What the task requires: All of the lines below should be output exactly as shown.
===== Data shown
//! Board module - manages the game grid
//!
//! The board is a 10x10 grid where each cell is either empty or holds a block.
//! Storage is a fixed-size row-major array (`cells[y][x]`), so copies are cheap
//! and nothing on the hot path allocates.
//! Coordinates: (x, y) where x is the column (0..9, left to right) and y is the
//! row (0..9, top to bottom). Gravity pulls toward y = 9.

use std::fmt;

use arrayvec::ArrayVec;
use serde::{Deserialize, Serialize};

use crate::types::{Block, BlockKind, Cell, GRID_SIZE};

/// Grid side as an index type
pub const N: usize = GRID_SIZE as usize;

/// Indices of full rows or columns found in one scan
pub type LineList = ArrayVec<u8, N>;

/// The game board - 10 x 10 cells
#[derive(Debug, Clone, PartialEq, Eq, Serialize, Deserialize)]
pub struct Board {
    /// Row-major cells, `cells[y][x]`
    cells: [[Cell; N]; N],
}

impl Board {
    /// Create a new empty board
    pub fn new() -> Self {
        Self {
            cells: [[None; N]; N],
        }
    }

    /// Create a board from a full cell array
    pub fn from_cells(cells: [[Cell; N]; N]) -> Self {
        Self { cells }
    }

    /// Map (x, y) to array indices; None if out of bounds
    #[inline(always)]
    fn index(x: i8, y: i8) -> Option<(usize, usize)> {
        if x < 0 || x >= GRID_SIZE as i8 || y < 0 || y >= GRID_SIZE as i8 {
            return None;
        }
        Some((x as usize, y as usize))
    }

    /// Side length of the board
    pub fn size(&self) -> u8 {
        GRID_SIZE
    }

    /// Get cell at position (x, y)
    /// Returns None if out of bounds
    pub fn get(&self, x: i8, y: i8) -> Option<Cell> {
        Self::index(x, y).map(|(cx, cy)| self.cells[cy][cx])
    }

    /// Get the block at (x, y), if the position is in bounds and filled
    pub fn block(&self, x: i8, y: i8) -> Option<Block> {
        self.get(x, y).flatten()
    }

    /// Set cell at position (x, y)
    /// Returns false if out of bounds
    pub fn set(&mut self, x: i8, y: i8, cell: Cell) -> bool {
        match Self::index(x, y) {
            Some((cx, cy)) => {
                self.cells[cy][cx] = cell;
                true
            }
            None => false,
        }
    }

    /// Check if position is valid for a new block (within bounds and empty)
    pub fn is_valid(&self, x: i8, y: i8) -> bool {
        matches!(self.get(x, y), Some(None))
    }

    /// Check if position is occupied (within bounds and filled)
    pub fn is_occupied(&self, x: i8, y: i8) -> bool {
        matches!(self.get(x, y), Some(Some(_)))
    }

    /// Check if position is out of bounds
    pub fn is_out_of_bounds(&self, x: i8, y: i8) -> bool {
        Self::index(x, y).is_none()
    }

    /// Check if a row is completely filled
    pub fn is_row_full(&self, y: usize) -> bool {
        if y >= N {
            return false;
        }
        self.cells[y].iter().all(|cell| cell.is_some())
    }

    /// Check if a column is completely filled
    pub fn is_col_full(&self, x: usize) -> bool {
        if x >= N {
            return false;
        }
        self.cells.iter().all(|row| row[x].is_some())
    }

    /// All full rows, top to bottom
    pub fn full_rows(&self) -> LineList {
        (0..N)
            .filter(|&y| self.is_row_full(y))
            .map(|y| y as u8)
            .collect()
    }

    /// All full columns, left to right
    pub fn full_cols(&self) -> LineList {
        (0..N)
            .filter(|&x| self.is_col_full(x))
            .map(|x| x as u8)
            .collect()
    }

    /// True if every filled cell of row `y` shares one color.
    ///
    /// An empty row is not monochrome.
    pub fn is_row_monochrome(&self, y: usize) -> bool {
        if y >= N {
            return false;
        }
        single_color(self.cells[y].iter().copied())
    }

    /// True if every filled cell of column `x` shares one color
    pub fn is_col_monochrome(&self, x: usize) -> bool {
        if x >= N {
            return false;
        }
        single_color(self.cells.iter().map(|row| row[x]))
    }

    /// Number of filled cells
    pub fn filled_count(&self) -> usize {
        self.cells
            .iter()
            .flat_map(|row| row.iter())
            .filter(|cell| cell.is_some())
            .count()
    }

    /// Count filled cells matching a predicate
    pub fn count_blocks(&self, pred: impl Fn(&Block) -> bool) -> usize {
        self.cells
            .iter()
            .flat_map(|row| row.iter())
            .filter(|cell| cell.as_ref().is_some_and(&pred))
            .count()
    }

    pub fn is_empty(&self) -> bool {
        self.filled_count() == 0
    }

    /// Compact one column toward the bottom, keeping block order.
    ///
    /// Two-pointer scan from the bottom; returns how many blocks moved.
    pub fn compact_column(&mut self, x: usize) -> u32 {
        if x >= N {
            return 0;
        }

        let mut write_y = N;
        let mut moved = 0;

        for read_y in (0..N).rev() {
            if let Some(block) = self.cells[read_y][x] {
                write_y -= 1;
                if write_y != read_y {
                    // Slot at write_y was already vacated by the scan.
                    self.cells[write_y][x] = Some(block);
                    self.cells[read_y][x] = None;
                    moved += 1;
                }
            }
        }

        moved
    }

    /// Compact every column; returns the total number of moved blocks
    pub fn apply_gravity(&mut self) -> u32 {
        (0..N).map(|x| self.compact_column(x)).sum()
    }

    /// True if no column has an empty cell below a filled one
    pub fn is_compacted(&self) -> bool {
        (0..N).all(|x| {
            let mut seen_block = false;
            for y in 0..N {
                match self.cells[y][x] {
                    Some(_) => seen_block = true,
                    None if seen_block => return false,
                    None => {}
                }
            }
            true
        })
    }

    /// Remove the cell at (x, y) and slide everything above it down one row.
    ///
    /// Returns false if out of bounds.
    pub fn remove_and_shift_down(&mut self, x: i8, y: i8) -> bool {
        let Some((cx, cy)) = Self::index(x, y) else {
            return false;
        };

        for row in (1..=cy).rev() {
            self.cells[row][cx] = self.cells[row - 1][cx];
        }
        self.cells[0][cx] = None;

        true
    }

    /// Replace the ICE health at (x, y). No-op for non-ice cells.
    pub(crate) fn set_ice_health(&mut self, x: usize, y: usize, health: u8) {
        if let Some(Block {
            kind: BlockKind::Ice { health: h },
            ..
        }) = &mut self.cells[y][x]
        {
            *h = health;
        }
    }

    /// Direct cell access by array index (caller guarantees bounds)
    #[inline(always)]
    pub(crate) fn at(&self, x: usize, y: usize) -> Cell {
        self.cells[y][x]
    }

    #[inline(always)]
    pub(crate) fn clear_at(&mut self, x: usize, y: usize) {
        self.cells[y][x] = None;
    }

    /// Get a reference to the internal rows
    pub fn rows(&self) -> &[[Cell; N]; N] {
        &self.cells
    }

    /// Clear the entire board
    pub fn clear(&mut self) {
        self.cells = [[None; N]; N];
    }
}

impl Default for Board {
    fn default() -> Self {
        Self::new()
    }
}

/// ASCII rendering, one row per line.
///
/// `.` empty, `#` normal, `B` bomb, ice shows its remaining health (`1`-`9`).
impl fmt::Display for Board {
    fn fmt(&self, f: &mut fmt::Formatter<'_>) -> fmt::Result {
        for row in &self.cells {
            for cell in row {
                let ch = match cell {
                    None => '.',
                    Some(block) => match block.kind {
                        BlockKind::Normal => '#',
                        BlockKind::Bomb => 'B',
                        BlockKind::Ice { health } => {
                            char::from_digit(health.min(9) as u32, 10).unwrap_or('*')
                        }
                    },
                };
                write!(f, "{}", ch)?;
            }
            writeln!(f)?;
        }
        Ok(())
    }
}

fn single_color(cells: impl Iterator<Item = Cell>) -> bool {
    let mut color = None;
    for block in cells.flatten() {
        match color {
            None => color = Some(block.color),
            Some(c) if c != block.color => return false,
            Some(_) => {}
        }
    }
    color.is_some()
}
==========
Answer for the task:
//! Board module - manages the game grid
//!
//! The board is a 10x10 grid where each cell is either empty or holds a block.
//! Storage is a fixed-size row-major array (`cells[y][x]`), so copies are cheap
//! and nothing on the hot path allocates.
//! Coordinates: (x, y) where x is the column (0..9, left to right) and y is the
//! row (0..9, top to bottom). Gravity pulls toward y = 9.

use std::fmt;

use arrayvec::ArrayVec;
use serde::{Deserialize, Serialize};

use crate::types::{Block, BlockKind, Cell, GRID_SIZE};

/// Grid side as an index type
pub const N: usize = GRID_SIZE as usize;

/// Indices of full rows or columns found in one scan
pub type LineList = ArrayVec<u8, N>;

/// The game board - 10 x 10 cells
#[derive(Debug, Clone, PartialEq, Eq, Serialize, Deserialize)]
pub struct Board {
    /// Row-major cells, `cells[y][x]`
    cells: [[Cell; N]; N],
}

impl Board {
    /// Create a new empty board
    pub fn new() -> Self {
        Self {
            cells: [[None; N]; N],
        }
    }

    /// Create a board from a full cell array
    pub fn from_cells(cells: [[Cell; N]; N]) -> Self {
        Self { cells }
    }

    /// Map (x, y) to array indices; None if out of bounds
    #[inline(always)]
    fn index(x: i8, y: i8) -> Option<(usize, usize)> {
        if x < 0 || x >= GRID_SIZE as i8 || y < 0 || y >= GRID_SIZE as i8 {
            return None;
        }
        Some((x as usize, y as usize))
    }

    /// Side length of the board
    pub fn size(&self) -> u8 {
        GRID_SIZE
    }

    /// Get cell at position (x, y)
    /// Returns None if out of bounds
    pub fn get(&self, x: i8, y: i8) -> Option<Cell> {
        Self::index(x, y).map(|(cx, cy)| self.cells[cy][cx])
    }

    /// Get the block at (x, y), if the position is in bounds and filled
    pub fn block(&self, x: i8, y: i8) -> Option<Block> {
        self.get(x, y).flatten()
    }

    /// Set cell at position (x, y)
    /// Returns false if out of bounds
    pub fn set(&mut self, x: i8, y: i8, cell: Cell) -> bool {
        match Self::index(x, y) {
            Some((cx, cy)) => {
                self.cells[cy][cx] = cell;
                true
            }
            None => false,
        }
    }

    /// Check if position is valid for a new block (within bounds and empty)
    pub fn is_valid(&self, x: i8, y: i8) -> bool {
        matches!(self.get(x, y), Some(None))
    }

    /// Check if position is occupied (within bounds and filled)
    pub fn is_occupied(&self, x: i8, y: i8) -> bool {
        matches!(self.get(x, y), Some(Some(_)))
    }

    /// Check if position is out of bounds
    pub fn is_out_of_bounds(&self, x: i8, y: i8) -> bool {
        Self::index(x, y).is_none()
    }

    /// Check if a row is completely filled
    pub fn is_row_full(&self, y: usize) -> bool {
        if y >= N {
            return false;
        }
        self.cells[y].iter().all(|cell| cell.is_some())
    }

    /// Check if a column is completely filled
    pub fn is_col_full(&self, x: usize) -> bool {
        if x >= N {
            return false;
        }
        self.cells.iter().all(|row| row[x].is_some())
    }

    /// All full rows, top to bottom
    pub fn full_rows(&self) -> LineList {
        (0..N)
            .filter(|&y| self.is_row_full(y))
            .map(|y| y as u8)
            .collect()
    }

    /// All full columns, left to right
    pub fn full_cols(&self) -> LineList {
        (0..N)
            .filter(|&x| self.is_col_full(x))
            .map(|x| x as u8)
            .collect()
    }

    /// True if every filled cell of row `y` shares one color.
    ///
    /// An empty row is not monochrome.
    pub fn is_row_monochrome(&self, y: usize) -> bool {
        if y >= N {
            return false;
        }
        single_color(self.cells[y].iter().copied())
    }

    /// True if every filled cell of column `x` shares one color
    pub fn is_col_monochrome(&self, x: usize) -> bool {
        if x >= N {
            return false;
        }
        single_color(self.cells.iter().map(|row| row[x]))
    }

    /// Number of filled cells
    pub fn filled_count(&self) -> usize {
        self.cells
            .iter()
            .flat_map(|row| row.iter())
            .filter(|cell| cell.is_some())
            .count()
    }

    /// Count filled cells matching a predicate
    pub fn count_blocks(&self, pred: impl Fn(&Block) -> bool) -> usize {
        self.cells
            .iter()
            .flat_map(|row| row.iter())
            .filter(|cell| cell.as_ref().is_some_and(&pred))
            .count()
    }

    pub fn is_empty(&self) -> bool {
        self.filled_count() == 0
    }

    /// Compact one column toward the bottom, keeping block order.
    ///
    /// Two-pointer scan from the bottom; returns how many blocks moved.
    pub fn compact_column(&mut self, x: usize) -> u32 {
        if x >= N {
            return 0;
        }

        let mut write_y = N;
        let mut moved = 0;

        for read_y in (0..N).rev() {
            if let Some(block) = self.cells[read_y][x] {
                write_y -= 1;
                if write_y != read_y {
                    // Slot at write_y was already vacated by the scan.
                    self.cells[write_y][x] = Some(block);
                    self.cells[read_y][x] = None;
                    moved += 1;
                }
            }
        }

        moved
    }

    /// Compact every column; returns the total number of moved blocks
    pub fn apply_gravity(&mut self) -> u32 {
        (0..N).map(|x| self.compact_column(x)).sum()
    }

    /// True if no column has an empty cell below a filled one
    pub fn is_compacted(&self) -> bool {
        (0..N).all(|x| {
            let mut seen_block = false;
            for y in 0..N {
                match self.cells[y][x] {
                    Some(_) => seen_block = true,
                    None if seen_block => return false,
                    None => {}
                }
            }
            true
        })
    }

    /// Remove the cell at (x, y) and slide everything above it down one row.
    ///
    /// Returns false if out of bounds.
    pub fn remove_and_shift_down(&mut self, x: i8, y: i8) -> bool {
        let Some((cx, cy)) = Self::index(x, y) else {
            return false;
        };

        for row in (1..=cy).rev() {
            self.cells[row][cx] = self.cells[row - 1][cx];
        }
        self.cells[0][cx] = None;

        true
    }

    /// Replace the ICE health at (x, y). No-op for non-ice cells.
    pub(crate) fn set_ice_health(&mut self, x: usize, y: usize, health: u8) {
        if let Some(Block {
            kind: BlockKind::Ice { health: h },
            ..
        }) = &mut self.cells[y][x]
        {
            *h = health;
        }
    }

    /// Direct cell access by array index (caller guarantees bounds)
    #[inline(always)]
    pub(crate) fn at(&self, x: usize, y: usize) -> Cell {
        self.cells[y][x]
    }

    #[inline(always)]
    pub(crate) fn clear_at(&mut self, x: usize, y: usize) {
        self.cells[y][x] = None;
    }

    /// Get a reference to the internal rows
    pub fn rows(&self) -> &[[Cell; N]; N] {
        &self.cells
    }

    /// Clear the entire board
    pub fn clear(&mut self) {
        self.cells = [[None; N]; N];
    }
}

impl Default for Board {
    fn default() -> Self {
        Self::new()
    }
}

/// ASCII rendering, one row per line.
///
/// `.` empty, `#` normal, `B` bomb, ice shows its remaining health (`1`-`9`).
impl fmt::Display for Board {
    fn fmt(&self, f: &mut fmt::Formatter<'_>) -> fmt::Result {
        for row in &self.cells {
            for cell in row {
                let ch = match cell {
                    None => '.',
                    Some(block) => match block.kind {
                        BlockKind::Normal => '#',
                        BlockKind::Bomb => 'B',
                        BlockKind::Ice { health } => {
                            char::from_digit(health.min(9) as u32, 10).unwrap_or('*')
                        }
                    },
                };
                write!(f, "{}", ch)?;
            }
            writeln!(f)?;
        }
        Ok(())
    }
}

fn single_color(cells: impl Iterator<Item = Cell>) -> bool {
    let mut color = None;
    for block in cells.flatten() {
        match color {
            None => color = Some(block.color),
            Some(c) if c != block.color => return false,
            Some(_) => {}
        }
    }
    color.is_some()
}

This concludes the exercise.